Dataset entries:
^^^^
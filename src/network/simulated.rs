// Copyright (c) Anza Technology, Inc.
// SPDX-License-Identifier: Apache-2.0

//! Simulated node channel.
//!
//! This module provides an in-memory cluster of consensus nodes,
//! which may be used for local testing and simulations.
//! A [`SimulatedCluster`] owns one ledger model per node and implements
//! [`NodeChannel`] by executing each command directly on the addressed node.
//! Node `i` is reachable at `127.0.0.{i+1}` on [`PORT`].
//!
//! Faults can be injected per node: delayed startup, refused connections,
//! crashes after a number of commands and diverging leader selection.

mod node;

use std::io::ErrorKind;
use std::net::{IpAddr, Ipv4Addr, SocketAddr};
use std::sync::atomic::{AtomicUsize, Ordering};
use std::sync::{Arc, Mutex, MutexGuard, PoisonError};

use async_trait::async_trait;
use log::debug;

use self::node::SimulatedNode;
use super::{ChannelError, Command, MAX_COMMAND_BYTES, NodeChannel, RECEIVE_BUFFER_SIZE};
use crate::crypto::sha256_hex;
use crate::fleet::{Fleet, Node};
use crate::types::{BlockInfo, OutputRef, StakeEntry};

/// Port all simulated nodes listen on.
pub const PORT: u16 = 8080;

/// Maximum number of nodes, bounded by the last octet of their IPs.
const MAX_NODES: usize = 254;

/// A node together with its injected faults.
struct NodeSlot {
    node: SimulatedNode,
    stopped: bool,
    refusing: bool,
    /// Number of `getBlockCount` polls still answered as if starting up.
    startup_polls: usize,
    /// Number of commands handled before the node crashes.
    crash_after: Option<usize>,
}

/// In-memory cluster of simulated consensus nodes.
///
/// Cloning gives another handle to the same cluster.
#[derive(Clone)]
pub struct SimulatedCluster {
    nodes: Arc<Mutex<Vec<NodeSlot>>>,
    max_command_bytes: Arc<AtomicUsize>,
}

impl SimulatedCluster {
    /// Creates a new cluster of `count` freshly started nodes.
    ///
    /// All nodes share the same genesis block and have distinct addresses.
    ///
    /// # Panics
    ///
    /// Panics if `count` exceeds the number of addressable nodes (254).
    #[must_use]
    pub fn new(count: usize) -> Self {
        assert!(count <= MAX_NODES, "at most {MAX_NODES} simulated nodes");
        let nodes = (0..count)
            .map(|i| NodeSlot {
                node: SimulatedNode::new(sha256_hex(format!("simulated node {i}").as_bytes())),
                stopped: false,
                refusing: false,
                startup_polls: 0,
                crash_after: None,
            })
            .collect();
        Self {
            nodes: Arc::new(Mutex::new(nodes)),
            max_command_bytes: Arc::new(AtomicUsize::new(MAX_COMMAND_BYTES)),
        }
    }

    /// Gives the number of nodes in the cluster.
    #[must_use]
    pub fn len(&self) -> usize {
        self.lock().len()
    }

    #[must_use]
    pub fn is_empty(&self) -> bool {
        self.lock().is_empty()
    }

    /// Gives fleet entries for all nodes, in order.
    #[must_use]
    pub fn nodes(&self) -> Vec<Node> {
        (0..self.len())
            .map(|i| Node::new(format!("node{i}"), Self::ip(i)))
            .collect()
    }

    /// Creates a fleet driving all nodes of this cluster.
    ///
    /// # Panics
    ///
    /// Panics if the cluster has no nodes.
    #[must_use]
    pub fn fleet(&self) -> Fleet<Self> {
        Fleet::new(self.nodes(), PORT, self.clone()).expect("cluster has nodes")
    }

    /// Gives the consensus address of node `index`.
    #[must_use]
    pub fn address(&self, index: usize) -> String {
        self.lock()[index].node.address().to_owned()
    }

    /// Gives node `index`'s copy of the chain.
    #[must_use]
    pub fn chain(&self, index: usize) -> Vec<BlockInfo> {
        self.lock()[index].node.chain().to_vec()
    }

    /// Gives node `index`'s pending transactions.
    #[must_use]
    pub fn mempool(&self, index: usize) -> Vec<OutputRef> {
        self.lock()[index].node.mempool().to_vec()
    }

    /// Gives all spendable outputs known to node `index`, of all owners.
    #[must_use]
    pub fn unspent(&self, index: usize) -> Vec<OutputRef> {
        self.lock()[index].node.unspent()
    }

    /// Gives node `index`'s current stake pool.
    #[must_use]
    pub fn stake_pool(&self, index: usize) -> Vec<StakeEntry> {
        self.lock()[index]
            .node
            .stake_pool_addresses()
            .into_iter()
            .map(|address| StakeEntry { address })
            .collect()
    }

    /// Returns `true` iff node `index` received `stop` or crashed.
    #[must_use]
    pub fn is_stopped(&self, index: usize) -> bool {
        self.lock()[index].stopped
    }

    /// Makes node `index` report height 0 for its next `polls` height queries.
    pub fn delay_start(&self, index: usize, polls: usize) {
        self.lock()[index].startup_polls = polls;
    }

    /// Makes node `index` refuse all connections.
    pub fn refuse_connections(&self, index: usize) {
        self.lock()[index].refusing = true;
    }

    /// Makes node `index` crash after handling `commands` more commands.
    pub fn crash_after(&self, index: usize, commands: usize) {
        self.lock()[index].crash_after = Some(commands);
    }

    /// Makes node `index` disagree with all others on the next block proposer.
    pub fn diverge_validator(&self, index: usize) {
        self.lock()[index].node.diverged = true;
    }

    /// Makes every node reject commands longer than `max` bytes.
    pub fn limit_commands(&self, max: usize) {
        self.max_command_bytes.store(max, Ordering::Relaxed);
    }

    fn lock(&self) -> MutexGuard<'_, Vec<NodeSlot>> {
        self.nodes.lock().unwrap_or_else(PoisonError::into_inner)
    }

    fn ip(index: usize) -> IpAddr {
        IpAddr::V4(Ipv4Addr::new(127, 0, 0, index as u8 + 1))
    }

    fn index_of(addr: SocketAddr) -> Option<usize> {
        match addr.ip() {
            IpAddr::V4(ip) if addr.port() == PORT && ip.octets()[..3] == [127, 0, 0] => {
                usize::from(ip.octets()[3]).checked_sub(1)
            }
            _ => None,
        }
    }
}

fn refused() -> ChannelError {
    ChannelError::Io(std::io::Error::from(ErrorKind::ConnectionRefused))
}

#[async_trait]
impl NodeChannel for SimulatedCluster {
    async fn send(&self, command: &Command, to: SocketAddr) -> Result<String, ChannelError> {
        let len = command.to_string().len();
        let max = self.max_command_bytes();
        if len > max {
            return Err(ChannelError::CommandTooLarge { len, max });
        }

        let mut nodes = self.lock();
        let slot = Self::index_of(to)
            .and_then(|i| nodes.get_mut(i))
            .ok_or_else(refused)?;
        if slot.refusing || slot.stopped {
            return Err(refused());
        }
        if let Some(remaining) = slot.crash_after.as_mut() {
            if *remaining == 0 {
                debug!("simulated node at {to} crashed");
                slot.stopped = true;
                return Err(refused());
            }
            *remaining -= 1;
        }

        let response = match command {
            Command::GetBlockCount if slot.startup_polls > 0 => {
                slot.startup_polls -= 1;
                "0".to_owned()
            }
            Command::Stop => {
                slot.stopped = true;
                String::new()
            }
            _ => slot.node.handle(command),
        };
        if response.len() > RECEIVE_BUFFER_SIZE {
            return Err(ChannelError::ResponseTooLarge {
                max: RECEIVE_BUFFER_SIZE,
            });
        }
        Ok(response)
    }

    fn max_command_bytes(&self) -> usize {
        self.max_command_bytes.load(Ordering::Relaxed)
    }
}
^^^^
◆ **TO DO**:
Which lines of the records above contain the word "chain"? Report each one in full.

◆ **SOLUTION**:
    /// Gives node `index`'s copy of the chain.
    pub fn chain(&self, index: usize) -> Vec<BlockInfo> {
        self.lock()[index].node.chain().to_vec()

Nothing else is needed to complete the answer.